As several decades of research have shown the cardioprotective effects of angiotensin-converting enzyme (ACE) inhibitors alone or in combination with diuretics, we were interested in investigating the effects of subchronic therapy of these drugs on ischemia-reperfusion (I/R) damage to the heart, as well as their influence on oxidative status. The research was conducted on 40 spontaneously hypertensive male Wistar Kyoto rats, divided into 4 groups. Animals were treated for four weeks with 10 mg/kg/day zofenopril alone or in combination with hydrochlorothiazide, indapamide and spironolactone per os. After the treatment, hemodynamic measurements, echocardiography and assessment of myocardial function were performed according to Langendorff's retrograde perfusion method. The induced global ischemia model involved 20 min of ischemia followed by 30 min of reperfusion to the heart (I20:R30). Markers of oxidative stress were determined spectrophotometrically from plasma and erythrocyte lysates. Heart and kidney tissue samples were pathohistologically analyzed.
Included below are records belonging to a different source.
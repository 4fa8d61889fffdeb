// Copyright Amazon.com, Inc. or its affiliates. All Rights Reserved.
// SPDX-License-Identifier: Apache-2.0

//! Record timestamps and bucket labels
//!
//! Record times are read as naive wall-clock times: any UTC offset is dropped and the
//! remainder is interpreted in the configured [`TimeZone`]. Bucket labels go the other
//! way, from a unix second back to wall-clock time in the same zone.

use std::fmt;

use jiff::{Timestamp, civil, tz::TimeZone};
use perfsum_aggregation::TimeBucket;

/// Why a record timestamp could not be turned into an instant.
#[derive(Debug)]
pub enum TimestampError {
    /// The text is not an ISO-8601 date-time
    Parse {
        /// The original, unstripped text
        input: String,
        /// Parser error
        source: jiff::Error,
    },
    /// The wall-clock time does not map to an instant in the time zone
    Resolve {
        /// The parsed wall-clock time
        datetime: civil::DateTime,
        /// Time zone error
        source: jiff::Error,
    },
}

impl fmt::Display for TimestampError {
    fn fmt(&self, f: &mut fmt::Formatter<'_>) -> fmt::Result {
        match self {
            Self::Parse { input, .. } => write!(f, "invalid timestamp `{input}`"),
            Self::Resolve { datetime, .. } => {
                write!(f, "timestamp `{datetime}` does not exist in the time zone")
            }
        }
    }
}

impl std::error::Error for TimestampError {
    fn source(&self) -> Option<&(dyn std::error::Error + 'static)> {
        match self {
            Self::Parse { source, .. } | Self::Resolve { source, .. } => Some(source),
        }
    }
}

/// Drop a trailing UTC offset (`Z`, `+07:00`, `-0500`, ...) from an ISO-8601 date-time.
///
/// Only the part after the date/time separator is searched, so the dashes of the date are
/// never mistaken for an offset. Text without a separator is returned unchanged.
///
/// ```
/// use perfsum::timestamp::strip_offset;
///
/// assert_eq!(strip_offset("2024-01-01T00:00:01.5+07:00"), "2024-01-01T00:00:01.5");
/// assert_eq!(strip_offset("2024-01-01T00:00:01Z"), "2024-01-01T00:00:01");
/// assert_eq!(strip_offset("2024-01-01"), "2024-01-01");
/// ```
pub fn strip_offset(input: &str) -> &str {
    let input = input.trim();
    let Some(separator) = input.find(['T', 't', ' ']) else {
        return input;
    };
    let time = &input[separator + 1..];
    match time.find(['+', '-', 'Z', 'z']) {
        Some(offset) => &input[..separator + 1 + offset],
        None => input,
    }
}

/// Parse a record timestamp as wall-clock time in `time_zone`.
///
/// Wall-clock times that fall in a DST gap or fold resolve the same way a naive local
/// time does on most systems: gaps move forward, folds take the earlier instant.
pub fn parse_point_time(input: &str, time_zone: &TimeZone) -> Result<Timestamp, TimestampError> {
    let datetime: civil::DateTime = strip_offset(input)
        .parse()
        .map_err(|source| TimestampError::Parse {
            input: input.to_owned(),
            source,
        })?;
    time_zone
        .to_ambiguous_timestamp(datetime)
        .compatible()
        .map_err(|source| TimestampError::Resolve { datetime, source })
}

/// Wall-clock label of a bucket, e.g. `2024-01-01T00:00:00`.
///
/// Falls back to the raw unix second for buckets outside the supported date range.
pub fn bucket_label(bucket: TimeBucket, time_zone: &TimeZone) -> String {
    match Timestamp::from_second(bucket.start_second()) {
        Ok(start) => time_zone.to_datetime(start).to_string(),
        Err(_) => bucket.to_string(),
    }
}

#[cfg(test)]
mod tests {
    use assert2::check;
    use jiff::tz::{Offset, TimeZone};
    use perfsum_aggregation::{BucketInterval, TimeBucket};
    use rstest::rstest;

    use super::{bucket_label, parse_point_time, strip_offset};

    #[rstest]
    #[case("2024-01-01T00:00:01", "2024-01-01T00:00:01")]
    #[case("2024-01-01T00:00:01+07:00", "2024-01-01T00:00:01")]
    #[case("2024-01-01T00:00:01-05:00", "2024-01-01T00:00:01")]
    #[case("2024-01-01T00:00:01.123456789+0700", "2024-01-01T00:00:01.123456789")]
    #[case("2024-01-01T00:00:01Z", "2024-01-01T00:00:01")]
    #[case("2024-01-01 00:00:01+07", "2024-01-01 00:00:01")]
    #[case("  2024-01-01T00:00:01Z\n", "2024-01-01T00:00:01")]
    fn strips_offsets(#[case] input: &str, #[case] expected: &str) {
        check!(strip_offset(input) == expected);
    }

    #[test]
    fn offset_is_ignored_not_applied() {
        let with_offset = parse_point_time("2024-01-01T00:00:01+07:00", &TimeZone::UTC).unwrap();
        let without = parse_point_time("2024-01-01T00:00:01", &TimeZone::UTC).unwrap();
        check!(with_offset == without);
        check!(without.as_second() == 1_704_067_201);
    }

    #[test]
    fn naive_time_uses_configured_zone() {
        let plus_seven = TimeZone::fixed(Offset::constant(7));
        let ts = parse_point_time("2024-01-01T07:00:00", &plus_seven).unwrap();
        check!(ts.as_second() == 1_704_067_200);
    }

    #[test]
    fn fractional_seconds_are_kept() {
        let ts = parse_point_time("2024-01-01T00:00:04.999+00:00", &TimeZone::UTC).unwrap();
        check!(ts.as_millisecond() == 1_704_067_204_999);
    }

    #[rstest]
    #[case("")]
    #[case("yesterday")]
    #[case("2024-13-01T00:00:00")]
    #[case("2024-01-01T25:00:00")]
    fn garbage_is_rejected(#[case] input: &str) {
        let err = parse_point_time(input, &TimeZone::UTC).unwrap_err();
        check!(err.to_string().contains("invalid timestamp"));
    }

    #[test]
    fn labels_render_wall_clock_time() {
        let bucket = TimeBucket::containing_second(1_704_067_203, BucketInterval::FIVE_SECONDS);
        check!(bucket_label(bucket, &TimeZone::UTC) == "2024-01-01T00:00:00");

        let plus_seven = TimeZone::fixed(Offset::constant(7));
        check!(bucket_label(bucket, &plus_seven) == "2024-01-01T07:00:00");
    }
}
Treatment with a combination of ACE inhibitors and diuretics significantly lowered blood pressure in spontaneously hypertensive rats, alleviated left ventricular hypertrophy and increased ejection fraction. On the other hand, treatment with zofenopril and diuretics showed pro-oxidative potential. Pathohistological analysis of heart and kidney tissue samples indicates that subchronic administration of antihypertensive agents does not lead to significant changes in these organs. Since the antihypertensive therapy was relatively short (only 4 weeks), in order to elucidate or deny the prooxidative mechanism, additional studies of a longer time interval are needed and planned.

Keywords: Diuretics; Essential hypertension; Ischemia/reperfusion; Zofenopril.